Investigation by 13C-NMR and tricarboxylic acid (TCA) deletion mutant analysis of pathways for succinate formation in Saccharomyces cerevisiae during anaerobic fermentation.

Abstract

NMR isotopic filiation of 13C-labelled aspartate and glutamate was used to explore the tricarboxylic acid (TCA) pathway in Saccharomyces cerevisiae during anaerobic glucose fermentation. The assimilation of [3-13C]aspartate led to the formation of [2,3-13C]malate and [2,3-13C]succinate, with equal levels of 13C incorporation, whereas site-specific enrichment on C-2 and C-3 of succinate was detected only with [3-13C]glutamate. The non-random distribution of 13C labelling in malate and succinate demonstrates that the TCA pathway operates during yeast fermentation as both an oxidative and a reductive branch. The observed 13C distribution suggests that the succinate dehydrogenase (SDH) complex is not active during glucose fermentation. This hypothesis was tested by deleting the SDH1 gene encoding the flavoprotein subunit of the SDH complex.

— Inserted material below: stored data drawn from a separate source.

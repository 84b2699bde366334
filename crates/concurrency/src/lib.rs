//! Concurrency layer for docstore
//!
//! This crate implements fine-grained locking for on-disk structures:
//! - BucketLockRegistry: lazily created per-bucket reader-writer locks
//! - RegistryGuard: whole-structure exclusion for maintenance operations

#![warn(missing_docs)]
#![warn(clippy::all)]

pub mod registry;

pub use registry::{
    BucketGuard, BucketLockRegistry, ExclusiveGuard, LockMode, RegistryGuard, SharedGuard,
    DEFAULT_SHARDS,
};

The growth, fermentation rate and metabolite profile of the sdh1 mutant were similar to those of the parental strain, demonstrating that SDH was indeed not active. Filiation experiments indicated the reductive branch of the TCA pathway was the main pathway for succinate production if aspartate was used as the nitrogen source, and that a surplus of succinate was produced by oxidative decarboxylation of 2-oxoglutarate if glutamate was the sole nitrogen source. Consistent with this finding, a kgd1 mutant displayed lower levels of succinate production on glutamate than on other nitrogen sources, and higher levels of oxoglutarate dehydrogenase activity were observed on glutamate. Thus, the reductive branch generating succinate via fumarate reductase operates independently of the nitrogen source. This pathway is the main source of succinate during fermentation, unless glutamate is the sole nitrogen source, in which case the oxidative decarboxylation of 2-oxoglutarate generates additional succinate.